> **Extracted records**
•••

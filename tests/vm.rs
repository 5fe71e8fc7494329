//! Bytecode-level scenarios driven through `ContextVM`.

use std::rc::Rc;

use primitive_types::{H160, U256};
use steadvm::{
    Context, FrameError, HeaderParams, HomesteadPatch, Machine, MachineStatus, MemoryDatabase,
    Runtime, SeqContextVM, SeqMemory, StateManager, VMStatus,
};

fn state() -> StateManager<MemoryDatabase> {
    StateManager::with_empty(MemoryDatabase::default()).unwrap()
}

fn context(code: Vec<u8>, gas_limit: u64) -> Context {
    Context {
        address: H160::repeat_byte(0xaa),
        caller: H160::repeat_byte(0xbb),
        origin: H160::repeat_byte(0xbb),
        code: Rc::new(code),
        data: Rc::new(Vec::new()),
        gas_limit: U256::from(gas_limit),
        gas_price: U256::one(),
        value: U256::zero(),
        apparent_value: U256::zero(),
    }
}

fn fire(
    code: Vec<u8>,
    gas_limit: u64,
) -> (SeqContextVM<HomesteadPatch>, StateManager<MemoryDatabase>) {
    let mut handle = state();
    let mut vm =
        SeqContextVM::<HomesteadPatch>::new(context(code, gas_limit), HeaderParams::default());
    vm.fire(&mut handle).unwrap();
    (vm, handle)
}

#[test]
fn add_and_return() {
    // PUSH1 2, PUSH1 3, ADD, PUSH1 0, MSTORE, PUSH1 32, PUSH1 0, RETURN
    let code = hex::decode("600260030160005260206000f3").unwrap();
    let (vm, _) = fire(code, 100_000);

    assert!(matches!(vm.status(), VMStatus::ExitedOk));
    let mut expected = [0u8; 32];
    expected[31] = 5;
    assert_eq!(vm.out(), &expected);
    // Seven three-gas instructions plus one word of memory.
    assert_eq!(vm.used_gas(), U256::from(24u64));
}

#[test]
fn out_of_gas_consumes_everything() {
    let code = hex::decode("600260030160005260206000f3").unwrap();
    let (vm, _) = fire(code, 22);

    assert!(matches!(
        vm.status(),
        VMStatus::ExitedErr(FrameError::OutOfGas)
    ));
    assert_eq!(vm.used_gas(), U256::from(22u64));
    assert!(vm.out().is_empty());
}

#[test]
fn exact_gas_is_enough() {
    let code = hex::decode("600260030160005260206000f3").unwrap();
    let (vm, _) = fire(code, 24);
    assert!(matches!(vm.status(), VMStatus::ExitedOk));
}

#[test]
fn jump_targets_validated_against_push_data() {
    // PUSH1 3, JUMP: lands on a real JUMPDEST.
    let code = hex::decode("6003565b").unwrap();
    let (vm, _) = fire(code, 100_000);
    assert!(matches!(vm.status(), VMStatus::ExitedOk));

    // PUSH1 4, JUMP: the 0x5b at position 4 is immediate data.
    let code = hex::decode("600456605b").unwrap();
    let (vm, _) = fire(code, 100_000);
    assert!(matches!(
        vm.status(),
        VMStatus::ExitedErr(FrameError::InvalidJump)
    ));
}

#[test]
fn conditional_jump_falls_through_on_zero() {
    // PUSH1 0, PUSH1 7, JUMPI, PUSH1 1, STOP
    let code = hex::decode("60006007576001005b").unwrap();
    let (vm, _) = fire(code, 100_000);
    assert!(matches!(vm.status(), VMStatus::ExitedOk));
}

#[test]
fn stack_underflow_reported() {
    // ADD on an empty stack.
    let code = vec![0x01];
    let (vm, _) = fire(code, 100_000);
    assert!(matches!(
        vm.status(),
        VMStatus::ExitedErr(FrameError::StackUnderflow)
    ));
}

#[test]
fn unassigned_byte_is_invalid_opcode() {
    let code = vec![0xef];
    let (vm, _) = fire(code, 100_000);
    assert!(matches!(
        vm.status(),
        VMStatus::ExitedErr(FrameError::InvalidOpcode)
    ));
}

#[test]
fn sstore_clear_accrues_refund() {
    let mut handle = state();
    let address = H160::repeat_byte(0xaa);
    handle
        .put_storage(address, U256::zero(), U256::one())
        .unwrap();

    // PUSH1 0, PUSH1 0, SSTORE
    let code = hex::decode("6000600055").unwrap();
    let mut vm =
        SeqContextVM::<HomesteadPatch>::new(context(code, 100_000), HeaderParams::default());
    vm.fire(&mut handle).unwrap();

    assert!(matches!(vm.status(), VMStatus::ExitedOk));
    assert_eq!(
        handle.get_storage(address, U256::zero()).unwrap(),
        U256::zero()
    );
    // Two pushes plus the reset charge.
    assert_eq!(vm.used_gas(), U256::from(5006u64));
    assert_eq!(vm.refunded_gas(), U256::from(15000u64));
}

#[test]
fn sstore_fresh_slot_charges_set_price() {
    let mut handle = state();
    let address = H160::repeat_byte(0xaa);

    // PUSH1 1, PUSH1 0, SSTORE
    let code = hex::decode("6001600055").unwrap();
    let mut vm =
        SeqContextVM::<HomesteadPatch>::new(context(code, 100_000), HeaderParams::default());
    vm.fire(&mut handle).unwrap();

    assert_eq!(vm.used_gas(), U256::from(20006u64));
    assert_eq!(vm.refunded_gas(), U256::zero());
    assert_eq!(
        handle.get_storage(address, U256::zero()).unwrap(),
        U256::one()
    );
}

#[test]
fn memory_expansion_charges_once_per_high_water_mark() {
    // Two stores at offset 0: the second costs no memory gas.
    let code = hex::decode("6001600052600260005200").unwrap();
    let (vm, _) = fire(code, 100_000);
    assert_eq!(vm.used_gas(), U256::from(21u64));

    // Growing to two words in one step costs the same as growing
    // through one word first.
    let code = hex::decode("6001600052600260205200").unwrap();
    let (vm_two_steps, _) = fire(code, 100_000);
    let code = hex::decode("6001602052600260005200").unwrap();
    let (vm_direct, _) = fire(code, 100_000);
    assert_eq!(vm_two_steps.used_gas(), vm_direct.used_gas());
}

#[test]
fn exp_charges_per_exponent_byte() {
    // PUSH1 1, PUSH1 10, EXP: exponent 1 occupies one byte.
    let code = hex::decode("6001600a0a00").unwrap();
    let (vm, _) = fire(code, 100_000);
    assert_eq!(vm.used_gas(), U256::from(26u64));

    // PUSH2 256, PUSH1 10, EXP: exponent 256 occupies two bytes.
    let code = hex::decode("610100600a0a00").unwrap();
    let (vm, _) = fire(code, 100_000);
    assert_eq!(vm.used_gas(), U256::from(36u64));
}

#[test]
fn signed_division_sign_handling() {
    // -4 / 2 = -2 via two's complement.
    let minus_four = {
        let mut bytes = [0xffu8; 32];
        bytes[31] = 0xfc;
        bytes
    };
    let mut code = vec![0x60, 0x02, 0x7f];
    code.extend_from_slice(&minus_four);
    code.extend_from_slice(&hex::decode("0560005260206000f3").unwrap());

    let (vm, _) = fire(code, 100_000);
    assert!(matches!(vm.status(), VMStatus::ExitedOk));
    let mut expected = [0xffu8; 32];
    expected[31] = 0xfe;
    assert_eq!(vm.out(), &expected);
}

#[test]
fn call_depth_limit_short_circuits() {
    // CALL(gas=0xffff, to=0x..02, value=0, in=0/0, out=0/0): five
    // zero pushes, the target, the gas, then CALL itself.
    let code = hex::decode("60006000600060006000600261fffff1").unwrap();
    let runtime = Runtime::new(HeaderParams::default());

    // A frame at depth 1023 may not go deeper: the call fails
    // cheaply with a 0 on the stack and the frame keeps running.
    let mut handle = state();
    let mut deep =
        Machine::<SeqMemory<HomesteadPatch>, HomesteadPatch>::new(context(code.clone(), 100_000), 1023);
    for _ in 0..8 {
        deep.step(&mut handle, &runtime);
    }
    assert!(matches!(deep.status(), MachineStatus::Running));
    assert_eq!(deep.state().stack.peek(0).unwrap(), U256::zero());
    // Only the CALL base cost on top of the seven pushes.
    assert_eq!(deep.state().total_used_gas(), U256::from(7 * 3 + 40u64));

    // One level up the same call still spawns a child frame.
    let mut handle = state();
    let mut shallow =
        Machine::<SeqMemory<HomesteadPatch>, HomesteadPatch>::new(context(code, 100_000), 1022);
    for _ in 0..8 {
        shallow.step(&mut handle, &runtime);
    }
    assert!(matches!(shallow.status(), MachineStatus::InvokeCall(_, _)));
}

#[test]
fn sha3_hashes_memory() {
    // PUSH1 0, PUSH1 0, SHA3 over the empty range; store and return.
    let code = hex::decode("600060002060005260206000f3").unwrap();
    let (vm, _) = fire(code, 100_000);
    assert!(matches!(vm.status(), VMStatus::ExitedOk));
    assert_eq!(
        hex::encode(vm.out()),
        "c5d2460186f7233c927e7db2dcc703c0e500b653ca82273b7bfad8045d85a470"
    );
}

#[test]
fn log_records_topics_and_data() {
    // Store a word, then LOG1 over it with topic 7.
    // PUSH1 0x41, PUSH1 0, MSTORE, PUSH1 7, PUSH1 32, PUSH1 0, LOG1
    let code = hex::decode("6041600052600760206000a100").unwrap();
    let (vm, _) = fire(code, 100_000);

    assert!(matches!(vm.status(), VMStatus::ExitedOk));
    assert_eq!(vm.logs().len(), 1);
    let log = &vm.logs()[0];
    assert_eq!(log.address, H160::repeat_byte(0xaa));
    assert_eq!(log.topics.len(), 1);
    assert_eq!(log.topics[0].as_bytes()[31], 7);
    assert_eq!(log.data.len(), 32);
    assert_eq!(log.data[31], 0x41);
}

•••

> **Task statement**
Transcribe, exactly and without additions, the lines of the records above, beginning with the line that contains "assert_eq!(vm.used_gas(), U256::from(5006u64));" and ending with the line that contains "assert_eq!(vm.used_gas(), U256::from(20006u64));", both included.

> **Exercise solution**
    assert_eq!(vm.used_gas(), U256::from(5006u64));
    assert_eq!(vm.refunded_gas(), U256::from(15000u64));
}

#[test]
fn sstore_fresh_slot_charges_set_price() {
    let mut handle = state();
    let address = H160::repeat_byte(0xaa);

    // PUSH1 1, PUSH1 0, SSTORE
    let code = hex::decode("6001600055").unwrap();
    let mut vm =
        SeqContextVM::<HomesteadPatch>::new(context(code, 100_000), HeaderParams::default());
    vm.fire(&mut handle).unwrap();

    assert_eq!(vm.used_gas(), U256::from(20006u64));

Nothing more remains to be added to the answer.